Abigail Staudt stepped out on her porch. “Just what is it you two want, standing there like that for so long?”
“Admiring your house, Aunt Abigail.”
“Don’t you call me aunt, hussy. Just get out of this town and take that good-for-nothing mother with you.”
“She’s been watching us a long time from a corner of her front window,” Kenny said as they walked off.
There were no sidewalks, so they sloshed through the slush of the streets. Charlie’s poor fashionable boots started leaking. “Do you want Edwina living back here?”
“I guess not, now that I’ve gotten to know her a little. She just seemed like the perfect answer to an imperfect problem there for a while.”
“Like Myrtle seemed to her family.”
“Everybody around here remembered your mother a
s the ugly duckling. Ugly ducklings are not supposed to have lives. She’s actually aged pretty well. So has my mom. But she’s had some work done.”
I’m not touching that sucker, Charlie thought, but said, “Is this stuff adobe or stucco or what?”
They stood in front of the ruin of a two-story house with that same brown coating that she’d seen often here and which coated the store buildings her mother’s family had lived in on Main Street.
“I think it’s some kind of colored cement. Lots of buildings were built with it or coated over, probably in the twenties or thirties. It was touted to never rot or need painting and originally a light tan in color, but it got dirty with the decades, which hadn’t been predicted.”
“You’ve been doing your homework.”
“I have an interest beyond my book. I have roots here. As do you.”
“Nobody feels rooted to a place they’ve never seen or hardly even heard of. So, you are using me as a possible outlet if your agent won’t accept the Myrtle book because the reality and immediacy of nursing homes would upset him at his age, because you are delving into the intricacies of loyalty, family secrets and genes, and the lingering power of female guilt in a once agrarian society.”

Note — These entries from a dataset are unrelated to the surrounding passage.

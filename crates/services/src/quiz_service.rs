use std::time::Duration;

use capitals_core::model::{Dataset, QuizSettings};
use capitals_core::{Clock, GuessReport, QuizEngine};
use rand::RngCore;
use storage::repository::Storage;
use storage::state::StateStore;

use crate::error::QuizServiceError;
use crate::pacing::{DEFAULT_PACING, PendingAdvance};
use crate::view::{ExpansionNotice, QuizView};

/// Feedback for an accepted guess.
#[derive(Debug, Clone, PartialEq, Eq)]
pub struct AnswerFeedback {
    pub correct: bool,
    pub points: u32,
    pub expansion: Option<ExpansionNotice>,
    /// Present after a correct answer: redeem it once the delay has elapsed.
    pub advance: Option<PendingAdvance>,
    /// `false` when the new state could not be written. The next successful
    /// save stores it, so the quiz keeps running.
    pub saved: bool,
}

/// Outcome of `QuizService::submit_guess`.
#[derive(Debug, Clone, PartialEq, Eq)]
pub enum GuessResult {
    /// The current question was already answered correctly.
    Ignored,
    Answered(AnswerFeedback),
}

/// Runs the quiz engine and persists its state after every change.
pub struct QuizService {
    engine: QuizEngine,
    store: StateStore,
    pacing: Duration,
    generation: u64,
    expansion: Option<ExpansionNotice>,
}

impl QuizService {
    /// Load saved state once, start the engine and persist the starting point.
    ///
    /// Saved state that cannot be used is discarded and the quiz starts fresh.
    ///
    /// # Errors
    ///
    /// Returns `QuizServiceError` if storage cannot be reached or the first
    /// question cannot be built.
    pub async fn open(
        dataset: Dataset,
        settings: QuizSettings,
        store: StateStore,
        clock: Clock,
        rng: Box<dyn RngCore + Send>,
    ) -> Result<Self, QuizServiceError> {
        let restored = store.load().await?;
        if restored.is_none() {
            tracing::info!("no saved quiz state, drawing a new active set");
        }

        let mut engine = QuizEngine::start(dataset, settings, restored, clock, rng)?;
        let expansion = engine.check_expansion().map(|e| ExpansionNotice::from(&e));

        let service = Self {
            engine,
            store,
            pacing: DEFAULT_PACING,
            generation: 0,
            expansion,
        };
        service.persist().await?;
        Ok(service)
    }

    /// Open the quiz against a `SQLite` database, creating tables as needed.
    ///
    /// # Errors
    ///
    /// Returns `QuizServiceError` if storage initialization or [`QuizService::open`] fails.
    pub async fn open_sqlite(
        db_url: &str,
        dataset: Dataset,
        settings: QuizSettings,
        clock: Clock,
        rng: Box<dyn RngCore + Send>,
    ) -> Result<Self, QuizServiceError> {
        let storage = Storage::sqlite(db_url).await?;
        Self::open(dataset, settings, StateStore::new(storage.state), clock, rng).await
    }

    #[must_use]
    pub fn with_pacing(mut self, pacing: Duration) -> Self {
        self.pacing = pacing;
        self
    }

    #[must_use]
    pub fn pacing(&self) -> Duration {
        self.pacing
    }

    /// Score a guess for the current question and persist the result.
    ///
    /// Wrong guesses may be retried on the same question. A correct guess
    /// returns a [`PendingAdvance`] for the next question, even when the
    /// save fails.
    pub async fn submit_guess(&mut self, option: &str) -> GuessResult {
        let record = match self.engine.submit_guess(option) {
            GuessReport::Ignored => return GuessResult::Ignored,
            GuessReport::Recorded(record) => record,
        };

        let expansion = record.expansion.as_ref().map(ExpansionNotice::from);
        if let Some(notice) = &expansion {
            tracing::info!(
                added = ?notice.added,
                active = notice.active_len,
                "active set expanded"
            );
            self.expansion = Some(notice.clone());
        }

        let advance = record
            .correct
            .then(|| PendingAdvance::new(self.generation, self.pacing));

        let saved = match self.persist().await {
            Ok(()) => true,
            Err(err) => {
                tracing::warn!(error = %err, "failed to save quiz state after answer");
                false
            }
        };

        GuessResult::Answered(AnswerFeedback {
            correct: record.correct,
            points: record.points,
            expansion,
            advance,
            saved,
        })
    }

    /// Show the next question if `ticket` has not been superseded.
    ///
    /// Returns `false` without touching state for a stale ticket.
    ///
    /// # Errors
    ///
    /// Returns `QuizServiceError::Quiz` if no question can be built.
    pub fn advance(&mut self, ticket: PendingAdvance) -> Result<bool, QuizServiceError> {
        if ticket.generation() != self.generation {
            tracing::debug!(
                ticket = ticket.generation(),
                current = self.generation,
                "skipping superseded advance"
            );
            return Ok(false);
        }
        self.generation += 1;
        self.engine.advance()?;
        self.expansion = None;
        Ok(true)
    }

    /// Run the expansion check outside of an answer and persist any growth.
    ///
    /// # Errors
    ///
    /// Returns `QuizServiceError::Storage` if the grown set cannot be saved.
    pub async fn check_expansion(&mut self) -> Result<Option<ExpansionNotice>, QuizServiceError> {
        let Some(expansion) = self.engine.check_expansion() else {
            return Ok(None);
        };
        let notice = ExpansionNotice::from(&expansion);
        self.expansion = Some(notice.clone());
        self.persist().await?;
        Ok(Some(notice))
    }

    /// Clear all progress, draw a new active set and overwrite saved state.
    ///
    /// Any pending advance is superseded.
    ///
    /// # Errors
    ///
    /// Returns `QuizServiceError` if the reset state cannot be built or saved.
    pub async fn reset_all_progress(&mut self) -> Result<(), QuizServiceError> {
        self.generation += 1;
        self.engine.reset()?;
        self.expansion = None;
        tracing::info!(active = self.engine.active().len(), "progress reset");
        self.persist().await
    }

    #[must_use]
    pub fn view(&self) -> QuizView {
        QuizView::build(&self.engine, self.expansion.as_ref())
    }

    #[must_use]
    pub fn engine(&self) -> &QuizEngine {
        &self.engine
    }

    async fn persist(&self) -> Result<(), QuizServiceError> {
        self.store.save(&self.engine.snapshot()).await?;
        Ok(())
    }
}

And because we both apparently belong to a horny strain of the same ancestry. Time for a reality check, big guy.
“Do you happen to know if the mayor carries tampons or whatever at the Sinclair?”
CHAPTER 30
WHEN CHARLIE MADE her purchase, the mayor and her dog were extra somber. Ben had not shown up, nor Marlys either. Even Orlyn Sievertsen’s Lab and Saint Bernard hadn’t seen her. “So how’s old Elmo?”
“Something happened to Uncle Elmo?”
“You haven’t heard? Marshal Delwood’s been looking all over for you two. Elmo tried to kill himself out at the Staudt place—botched it. From what I hear, it’s the Oaks for the poor guy.”
On their way to Kenny’s car, Charlie said, “Did you hear the dread in the mayor’s voice when she said poor Uncle Elmo was headed for the Oaks? What I don’t understand is why anyone stays in this town once they notice the first gray hair, eye bag, or wrinkle.”